Rizinus / Wunderbaum (Ricinus communis)

Sehr giftig

Wirkung:

abführend

Anwendungsbereiche:

chronische Verstopfung, Wurmkuren, manchmal als Wehencocktail

Verwendete Pflanzenteile:

Samen

Sammelzeit:

Herbst

Zu finden:

Der Wunderbaum ist ursprünglich in Nordost-Afrika und dem Nahen Osten beheimatet.

Inhaltsstoffe:

Eiweiß (Ricin), ätherisches Öl, fettes Öl, Alkaloide, Bitterstoffe, Glyceride

Sonstiges:

In den gemäßigten Gebieten wächst der Wunderbaum als einjährige, in den Tropen als mehrjährige Pflanze. Sie ist schnellwüchsig und kann in idealen Bedingungen bis zu 6 Meter hoch werden. In tropischem Klima erreicht sie nach einigen Jahren Wuchshöhen von bis zu 13 Metern und hat einen verholzten Stamm. In saisonalen Klimaten stirbt sie oberirdisch ab und treibt dann neu aus. Ihre Laubblätter sind 30 bis 70 cm groß, dunkelgrün und handförmig gespalten. Ricinus communis blüht von August bis Oktober mit großen, traubigen Blütenständen. Die Pflanzen sind einhäusig und die Blüten sind unscheinbar.

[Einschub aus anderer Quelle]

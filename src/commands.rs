//! The command layer (§4.G): a value type with `validate`/`execute`, and
//! the single-slot queue that gives last-writer-wins submission semantics.

use std::path::Path;
use std::sync::Mutex;

use log::{error, warn};

use crate::config::Config;
use crate::error::CommandError;
use crate::fsm::states::{distill, misc, prep, system_check};
use crate::fsm::{Machine, State};
use crate::hardware::{DeviceState, HardwareFacade, ValveId};

#[derive(Debug, Clone, PartialEq)]
pub enum Command {
    StartExtraction { run_full: bool, soak_time: Option<u32> },
    StartDecarb,
    StartHeatOil,
    StartDistill,
    StartVentPump,
    StartCleanPump,
    PauseProgram,
    ResumeProgram,
    Reset,
    CleanValve(u8),
}

impl Command {
    pub fn validate(&self, machine: &Machine) -> Result<(), CommandError> {
        match self {
            Self::StartExtraction { .. }
            | Self::StartDecarb
            | Self::StartHeatOil
            | Self::StartDistill
            | Self::StartVentPump
            | Self::StartCleanPump => {
                if machine.data.pause_flag || machine.data.running_flag {
                    return Err(CommandError::RejectedWhilePausedOrRunning);
                }
                Ok(())
            }
            Self::PauseProgram | Self::ResumeProgram => {
                if !machine.state.is_distill_bulk() {
                    return Err(CommandError::WrongStateForPauseResume);
                }
                Ok(())
            }
            Self::CleanValve(id) => {
                if !(1..=4).contains(id) {
                    return Err(CommandError::InvalidValveId(*id));
                }
                if !machine.state.is_ready() {
                    return Err(CommandError::WrongStateForCleanValve);
                }
                Ok(())
            }
            Self::Reset => Ok(()),
        }
    }

    /// Apply the command's effect. Assumes `validate` already passed — the
    /// control loop re-validates immediately before calling this (§4.G).
    pub fn execute(&self, machine: &mut Machine, hw: &mut dyn HardwareFacade, cfg: &mut Config, cfg_path: &Path) {
        match self {
            Self::StartExtraction { run_full, soak_time } => {
                machine.data.run_full_extraction = *run_full;
                machine.data.start_flag = true;
                if let Some(s) = soak_time {
                    cfg.system.soak_time_seconds = *s;
                }
                machine.force_state(State::SystemCheck(system_check::SystemCheckData::default()));
            }
            Self::StartDecarb => machine.force_state(State::Decarb(prep::TimedData::default())),
            Self::StartHeatOil => machine.force_state(State::MixOil(prep::TimedData::default())),
            Self::StartDistill => machine.force_state(State::DistillBulk(distill::DistillData::default())),
            Self::StartVentPump => machine.force_state(State::VentPump(misc::VentPumpData::default())),
            Self::StartCleanPump => machine.force_state(State::CleanPump(prep::TimedData::default())),
            Self::PauseProgram => machine.data.pause_flag = true,
            Self::ResumeProgram => machine.data.pause_flag = false,
            Self::CleanValve(id) => {
                if let Some(valve) = valve_id(*id) {
                    if let Err(e) = hw.set_valve(valve, 100) {
                        error!("clean valve {id} failed: {e}");
                    }
                }
            }
            Self::Reset => reset(machine, hw, cfg, cfg_path),
        }
    }
}

fn reset(machine: &mut Machine, hw: &mut dyn HardwareFacade, cfg: &mut Config, cfg_path: &Path) {
    machine.data.reinit();
    machine.data.selected_program = 1;
    machine.pid.pid_off();
    machine.pid.reset();

    let _ = hw.set_valve(ValveId::V1, 0);
    let _ = hw.set_valve(ValveId::V2, 100);
    let _ = hw.set_valve(ValveId::V3, 100);
    let _ = hw.set_valve(ValveId::V4, 100);
    let _ = hw.set_bottom_heater_percent(0);
    let _ = hw.set_fan_pwm(0);
    hw.set_program(1);
    hw.set_panel_state(DeviceState::Ready);
    hw.light_off();

    if let Err(e) = Config::default().save(cfg_path) {
        error!("failed writing default config on reset: {e}");
    }
    match Config::load(cfg_path) {
        Ok(loaded) => *cfg = loaded,
        Err(e) => {
            warn!("failed reloading config after reset, keeping in-memory defaults: {e}");
            *cfg = Config::default();
        }
    }

    machine.force_state(State::Ready);
}

fn valve_id(id: u8) -> Option<ValveId> {
    match id {
        1 => Some(ValveId::V1),
        2 => Some(ValveId::V2),
        3 => Some(ValveId::V3),
        4 => Some(ValveId::V4),
        _ => None,
    }
}

/// At most one pending command; a new submission overwrites whatever
/// hadn't yet been drained — last-writer-wins on rapid user input, while
/// the loop only ever executes one per tick.
#[derive(Default)]
pub struct CommandQueue {
    slot: Mutex<Option<Command>>,
}

impl CommandQueue {
    pub fn new() -> Self {
        Self::default()
    }

    pub fn submit(&self, command: Command) {
        *self.slot.lock().expect("command queue mutex poisoned") = Some(command);
    }

    pub fn drain(&self) -> Option<Command> {
        self.slot.lock().expect("command queue mutex poisoned").take()
    }
}

#[cfg(test)]
mod tests {
    use super::*;
    use crate::control::pid::PidController;

    fn fresh_machine() -> Machine {
        Machine::new(PidController::new(1.0, 0.25, 0.05, 1.0, (0.0, 100.0), 300.0, 100.0))
    }

    #[test]
    fn start_rejected_while_running() {
        let mut m = fresh_machine();
        m.data.running_flag = true;
        assert_eq!(Command::StartDecarb.validate(&m), Err(CommandError::RejectedWhilePausedOrRunning));
    }

    #[test]
    fn pause_rejected_outside_distill_bulk() {
        let m = fresh_machine();
        assert_eq!(Command::PauseProgram.validate(&m), Err(CommandError::WrongStateForPauseResume));
    }

    #[test]
    fn clean_valve_rejects_invalid_id() {
        let m = fresh_machine();
        assert_eq!(Command::CleanValve(5).validate(&m), Err(CommandError::InvalidValveId(5)));
    }

    #[test]
    fn reset_always_validates() {
        let mut m = fresh_machine();
        m.data.running_flag = true;
        assert!(Command::Reset.validate(&m).is_ok());
    }

    #[test]
    fn queue_holds_only_latest_submission() {
        let queue = CommandQueue::new();
        queue.submit(Command::StartDecarb);
        queue.submit(Command::StartHeatOil);
        assert_eq!(queue.drain(), Some(Command::StartHeatOil));
        assert_eq!(queue.drain(), None);
    }
}
//! The 20-state recipe FSM, expressed as a tagged sum type rather than a
//! per-state class hierarchy (§9 Design Notes): each variant carries its
//! own timers/sub-counters, and shared context (hardware façade, config,
//! [`FsmData`], PID) is borrowed for the duration of one `tick`.

pub mod data;
pub mod states;

pub use data::FsmData;

use crate::config::Config;
use crate::control::pid::PidController;
use crate::error::FailureMode;
use crate::hardware::HardwareFacade;
use states::{aspirate, distill, misc, prep, system_check, Ctx, StepResult, Transition};

#[derive(Debug, Clone, PartialEq)]
pub enum State {
    Ready,
    SystemCheck(system_check::SystemCheckData),
    PreFillTubes(prep::TimedData),
    FirstDepressurize(prep::DepressurizeData),
    MeasureEXCVolume(prep::MeasureData),
    SecondDepressurize(prep::DepressurizeData),
    SecondLeakCheck(prep::LeakCheckData),
    TopUpEXC(prep::TopUpData),
    Soak(prep::TimedData),
    ThirdDepressurize(prep::DepressurizeData),
    Aspirate(aspirate::AspirateData),
    Flush(aspirate::FlushData),
    ExtraFlushDepressurize(aspirate::FlushData),
    DistillBulk(distill::DistillData),
    AfterDistill(prep::TimedData),
    FinalSolventRemoval(distill::FinalAirData),
    Decarb(prep::TimedData),
    MixOil(prep::TimedData),
    VentPump(misc::VentPumpData),
    CleanPump(prep::TimedData),
    Error(misc::ErrorData),
}

impl State {
    /// The user-facing label the status snapshot's `currentAction` echoes.
    pub fn label(&self) -> &'static str {
        match self {
            Self::Ready => "Ready",
            Self::SystemCheck(_) => "System check",
            Self::PreFillTubes(_) => "Filling tubes",
            Self::FirstDepressurize(_) => "Depressurizing",
            Self::MeasureEXCVolume(_) => "Measuring extraction volume",
            Self::SecondDepressurize(_) => "Depressurizing",
            Self::SecondLeakCheck(_) => "Leak check",
            Self::TopUpEXC(_) => "Topping up",
            Self::Soak(_) => "Soaking",
            Self::ThirdDepressurize(_) => "Depressurizing",
            Self::Aspirate(_) => "Aspirating",
            Self::Flush(_) => "Flushing",
            Self::ExtraFlushDepressurize(_) => "Depressurizing",
            Self::DistillBulk(_) => "Distilling",
            Self::AfterDistill(_) => "Finishing distillation",
            Self::FinalSolventRemoval(_) => "Removing solvent",
            Self::Decarb(_) => "Decarboxylating",
            Self::MixOil(_) => "Mixing oil",
            Self::VentPump(_) => "Venting pump",
            Self::CleanPump(_) => "Cleaning pump",
            Self::Error(_) => "Error",
        }
    }

    pub fn is_ready(&self) -> bool {
        matches!(self, Self::Ready)
    }

    pub fn is_error(&self) -> bool {
        matches!(self, Self::Error(_))
    }

    pub fn is_distill_bulk(&self) -> bool {
        matches!(self, Self::DistillBulk(_))
    }

    pub fn is_clean_pump(&self) -> bool {
        matches!(self, Self::CleanPump(_))
    }
}

/// Owns the current [`State`], the [`FsmData`] bag, and the PID loop —
/// everything the control loop drives one tick at a time.
pub struct Machine {
    pub state: State,
    pub data: FsmData,
    pub pid: PidController,
}

impl Machine {
    pub fn new(pid: PidController) -> Self {
        Self { state: State::Ready, data: FsmData::default(), pid }
    }

    /// Advance by `dt_s` seconds: run the current state's `Execute`, then
    /// apply any resulting transition (`Exit` → switch → `Enter`). Any
    /// `HardwareFailure` surfaced by a state's writes is caught here,
    /// centrally, rather than at each call site (§9 Design Notes).
    pub fn tick(&mut self, hw: &mut dyn HardwareFacade, cfg: &Config, dt_s: f64) {
        let mut ctx = Ctx { hw, cfg, fsm: &mut self.data, pid: &mut self.pid, dt_s };
        match dispatch(&mut ctx, &mut self.state) {
            Ok(None) => {}
            Ok(Some(Transition::To(new_state))) => {
                ctx.fsm.warning = None;
                self.state = new_state;
                ctx.fsm.running_flag = !self.state.is_ready() && !self.state.is_error();
            }
            Ok(Some(Transition::ToError(mode, description))) => {
                ctx.fsm.enter_failure(mode, description);
                self.state = State::Error(misc::ErrorData::default());
                ctx.fsm.running_flag = false;
            }
            Err(failure) => {
                ctx.hw.blink_fault();
                let mode = FailureMode::from_hardware_kind(failure.kind);
                ctx.fsm.enter_failure(mode, failure.to_string());
                self.state = State::Error(misc::ErrorData::default());
                ctx.fsm.running_flag = false;
            }
        }
    }

    /// Jump directly to a new state outside of a normal `Execute`-driven
    /// transition — used by the command layer (§4.G), which decides
    /// transitions itself rather than waiting for Ready's `Execute` to
    /// notice a flag.
    pub fn force_state(&mut self, state: State) {
        self.data.warning = None;
        self.data.running_flag = !state.is_ready() && !state.is_error();
        self.state = state;
    }
}

fn dispatch(ctx: &mut Ctx, state: &mut State) -> StepResult {
    match state {
        State::Ready => Ok(None),
        State::SystemCheck(d) => system_check::execute(ctx, d),
        State::PreFillTubes(d) => prep::pre_fill_tubes(ctx, d),
        State::FirstDepressurize(d) => prep::first_depressurize(ctx, d),
        State::MeasureEXCVolume(d) => prep::measure_exc_volume(ctx, d),
        State::SecondDepressurize(d) => prep::second_depressurize(ctx, d),
        State::SecondLeakCheck(d) => prep::second_leak_check(ctx, d),
        State::TopUpEXC(d) => prep::top_up_exc(ctx, d),
        State::Soak(d) => prep::soak(ctx, d),
        State::ThirdDepressurize(d) => prep::third_depressurize(ctx, d),
        State::Aspirate(d) => aspirate::execute(ctx, d),
        State::Flush(d) => aspirate::flush(ctx, d),
        State::ExtraFlushDepressurize(d) => aspirate::extra_flush_depressurize(ctx, d),
        State::DistillBulk(d) => distill::execute(ctx, d),
        State::AfterDistill(d) => distill::after_distill(ctx, d),
        State::FinalSolventRemoval(d) => distill::final_solvent_removal(ctx, d),
        State::Decarb(d) => misc::decarb(ctx, d),
        State::MixOil(d) => misc::mix_oil(ctx, d),
        State::VentPump(d) => misc::vent_pump(ctx, d),
        State::CleanPump(d) => misc::clean_pump(ctx, d),
        State::Error(d) => misc::error(ctx, d),
    }
}

#[cfg(test)]
mod tests {
    use super::*;
    use crate::hardware::sim::SimulatedHardware;

    fn fresh_machine() -> Machine {
        let pid = PidController::new(1.0, 0.25, 0.05, 1.0, (0.0, 100.0), 300.0, 100.0);
        Machine::new(pid)
    }

    #[test]
    fn starts_in_ready_with_no_run_flags() {
        let m = fresh_machine();
        assert!(m.state.is_ready());
        assert!(!m.data.running_flag);
    }

    #[test]
    fn ready_never_transitions_on_its_own() {
        let mut m = fresh_machine();
        let mut hw = SimulatedHardware::new();
        let cfg = Config::default();
        for _ in 0..100 {
            m.tick(&mut hw, &cfg, 0.01);
        }
        assert!(m.state.is_ready());
    }

    #[test]
    fn force_state_sets_running_flag() {
        let mut m = fresh_machine();
        m.force_state(State::SystemCheck(system_check::SystemCheckData::default()));
        assert!(m.data.running_flag);
    }

    #[test]
    fn hardware_failure_during_execute_routes_to_error() {
        let mut m = fresh_machine();
        m.force_state(State::SystemCheck(system_check::SystemCheckData::default()));
        let mut hw = SimulatedHardware::new();
        hw.pressure_failures_remaining = 100;
        hw.pressure_retry_budget = 0;
        let cfg = Config::default();
        for _ in 0..5 {
            m.tick(&mut hw, &cfg, 1.0);
        }
        assert!(m.state.is_error());
        assert_ne!(m.data.failure_mode, crate::error::FailureMode::None);
    }
}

Der Fruchtknoten ist stachelig, und die reifen Spaltfrüchte sind bräunlich und weich bestachelt. Die Samen sind glänzend, ellipsoid und besitzen eine dünne, spröde Samenschale. Die Tausendkornmasse beträgt durchschnittlich 200 bis 450 Gramm.

🛑 Rizinusöl darf nicht in der Schwangerschaft angewandt werden, da es Gebärmutterkontraktionen auslöst. Der Samen des Rizinus sind hochgiftig, für einen 70 kg schweren Menschen sind bereits 12 Gramm des Samens tödlich. Dagegen sind die Samenschalen nur schwach giftig.

Das Öl wird durch Kaltpressung erzeugt und enthält das toxische Ricin nicht mehr in diesem Ausmaß. Das Rizinusöl ist seit ca. 4000 Jahren als Abführmittel bekannt. Rizin löst sich zwar in Wasser, ist aber fettunlöslich und daher im Rizinusöl nicht enthalten. Beim Pressen der Samen verbleibt das Gift somit in den Pressrückständen.